→ **REQUIREMENT**:
Filtering the records below, copy only those lines that include the word "vacate".

→ **SOURCE DATA**:

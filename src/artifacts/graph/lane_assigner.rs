//! Lane assignment for commit graphs
//!
//! Every commit of a newest-first history gets a visual column ("lane") so
//! the parent/child edges can be drawn with as few crossings as possible.
//!
//! ## Algorithm
//!
//! The assigner keeps a vector of lane slots. A slot is either empty or holds
//! the hash of the commit expected to appear next in that lane. For each
//! commit, in order:
//!
//! 1. Reuse the lane the commit's hash is waiting in; otherwise take the first
//!    empty slot, or append a new one.
//! 2. Clear that slot.
//! 3. Route every parent that is not already waiting in some lane: the first
//!    parent continues straight down the commit's own lane, every further
//!    (merge) parent takes the empty slot nearest to the commit's lane, or a
//!    new slot when none is empty.
//! 4. Drop trailing empty slots (tail compaction).
//! 5. Record the lane together with the running maximum lane index.
//!
//! Occupancy is mirrored in a hash -> slot index so the "is this hash already
//! waiting somewhere" checks are O(1).

use crate::artifacts::graph::commit_entry::CommitEntry;
use derive_new::new;
use indexmap::IndexMap;
use serde::Serialize;
use std::collections::HashMap;

/// Lane of a single commit
#[derive(Debug, Clone, Copy, PartialEq, Eq, Serialize, new)]
pub struct LaneAssignment {
    pub lane: usize,
    pub max_lane_so_far: usize,
}

/// Lane assignments keyed by commit hash, in processing order
#[derive(Debug, Clone, Default, PartialEq, Eq, Serialize)]
#[serde(transparent)]
pub struct LaneMap {
    assignments: IndexMap<String, LaneAssignment>,
}

impl LaneMap {
    pub fn get(&self, hash: &str) -> Option<&LaneAssignment> {
        self.assignments.get(hash)
    }

    pub fn len(&self) -> usize {
        self.assignments.len()
    }

    pub fn is_empty(&self) -> bool {
        self.assignments.is_empty()
    }

    pub fn iter(&self) -> impl Iterator<Item = (&str, &LaneAssignment)> {
        self.assignments
            .iter()
            .map(|(hash, assignment)| (hash.as_str(), assignment))
    }

    /// Number of columns needed to draw every row so far
    pub fn width(&self) -> usize {
        self.assignments
            .last()
            .map(|(_, assignment)| assignment.max_lane_so_far + 1)
            .unwrap_or(0)
    }

    fn insert(&mut self, hash: String, assignment: LaneAssignment) {
        // a duplicate hash keeps its original position but takes the new value
        self.assignments.insert(hash, assignment);
    }
}

/// Incremental lane assigner
///
/// Commits must be fed newest-first. [`assign_lanes`] wraps this for the
/// common batch case.
#[derive(Debug, Clone, Default)]
pub struct LaneAssigner {
    active_lanes: Vec<Option<String>>,
    occupants: HashMap<String, usize>,
    max_lane: Option<usize>,
}

impl LaneAssigner {
    pub fn new() -> Self {
        Self::default()
    }

    /// Current lane slots, after tail compaction
    pub fn active_lanes(&self) -> &[Option<String>] {
        &self.active_lanes
    }

    pub fn assign(&mut self, entry: &CommitEntry) -> LaneAssignment {
        let lane = self.claim_lane(entry.hash());
        self.vacate(lane);

        for (position, parent) in entry.parent_hashes().iter().enumerate() {
            if self.occupants.contains_key(parent) {
                continue;
            }

            let parent_lane = if position == 0 {
                lane
            } else {
                self.nearest_free_lane(lane)
                    .unwrap_or_else(|| self.push_lane())
            };
            self.occupy(parent_lane, parent);

            tracing::trace!(
                commit = entry.hash(),
                parent = parent.as_str(),
                lane = parent_lane,
                "routed parent"
            );
        }

        self.compact_tail();

        let max_lane = self.max_lane.map_or(lane, |max| max.max(lane));
        self.max_lane = Some(max_lane);

        LaneAssignment::new(lane, max_lane)
    }

    fn claim_lane(&mut self, hash: &str) -> usize {
        if let Some(&lane) = self.occupants.get(hash) {
            return lane;
        }

        self.active_lanes
            .iter()
            .position(Option::is_none)
            .unwrap_or_else(|| self.push_lane())
    }

    fn nearest_free_lane(&self, origin: usize) -> Option<usize> {
        // on equal distance the lower index wins
        self.active_lanes
            .iter()
            .enumerate()
            .filter(|(_, slot)| slot.is_none())
            .min_by_key(|(idx, _)| idx.abs_diff(origin))
            .map(|(idx, _)| idx)
    }

    fn push_lane(&mut self) -> usize {
        self.active_lanes.push(None);
        self.active_lanes.len() - 1
    }

    fn occupy(&mut self, lane: usize, hash: &str) {
        self.active_lanes[lane] = Some(hash.to_string());
        self.occupants.insert(hash.to_string(), lane);
    }

    fn vacate(&mut self, lane: usize) {
        if let Some(hash) = self.active_lanes[lane].take() {
            self.occupants.remove(&hash);
        }
    }

    fn compact_tail(&mut self) {
        while matches!(self.active_lanes.last(), Some(None)) {
            self.active_lanes.pop();
        }
    }
}

/// Assign a lane to every commit of a newest-first history
pub fn assign_lanes<'e, I>(entries: I) -> LaneMap
where
    I: IntoIterator<Item = &'e CommitEntry>,
{
    let mut assigner = LaneAssigner::new();
    let mut lanes = LaneMap::default();

    for entry in entries {
        let assignment = assigner.assign(entry);
        lanes.insert(entry.hash().to_string(), assignment);
    }

    tracing::debug!(commits = lanes.len(), width = lanes.width(), "assigned lanes");

    lanes
}
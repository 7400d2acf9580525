use crate::artifacts::diff::HUNK_HEADER_PREFIX;
use derive_new::new;
use serde::Serialize;

/// Prefixes of the extended header lines `git diff` emits between sections
pub const META_PREFIXES: &[&str] = &[
    "diff --git ",
    "--- ",
    "+++ ",
    "index ",
    "new file mode",
    "deleted file mode",
    "old mode",
    "new mode",
    "similarity index",
    "dissimilarity index",
    "rename from",
    "rename to",
    "copy from",
    "copy to",
    "Binary files",
    "GIT binary patch",
];

#[derive(Debug, Clone, Copy, PartialEq, Eq, Serialize)]
#[serde(rename_all = "lowercase")]
pub enum DiffLineKind {
    Add,
    Del,
    Hunk,
    Meta,
    Ctx,
}

impl From<&DiffLineKind> for &str {
    fn from(kind: &DiffLineKind) -> Self {
        match kind {
            DiffLineKind::Add => "add",
            DiffLineKind::Del => "del",
            DiffLineKind::Hunk => "hunk",
            DiffLineKind::Meta => "meta",
            DiffLineKind::Ctx => "ctx",
        }
    }
}

/// A raw diff line with its classification; the content is kept verbatim
#[derive(Debug, Clone, PartialEq, Eq, Serialize, new)]
pub struct ParsedDiffLine<'l> {
    pub kind: DiffLineKind,
    pub content: &'l str,
}

/// Classify a single diff line without any surrounding context
///
/// Precedence is add, del, hunk header, meta, context. `+++`/`---` file
/// headers are meta, not changes.
pub fn parse_diff_line(line: &str) -> ParsedDiffLine<'_> {
    let kind = if line.starts_with('+') && !line.starts_with("+++") {
        DiffLineKind::Add
    } else if line.starts_with('-') && !line.starts_with("---") {
        DiffLineKind::Del
    } else if line.starts_with(HUNK_HEADER_PREFIX) {
        DiffLineKind::Hunk
    } else if is_meta_line(line) {
        DiffLineKind::Meta
    } else {
        DiffLineKind::Ctx
    };

    ParsedDiffLine::new(kind, line)
}

pub(crate) fn is_meta_line(line: &str) -> bool {
    META_PREFIXES.iter().any(|prefix| line.starts_with(prefix))
}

→ **SOLUTION TO THE PROBLEM**:
        self.vacate(lane);
    fn vacate(&mut self, lane: usize) {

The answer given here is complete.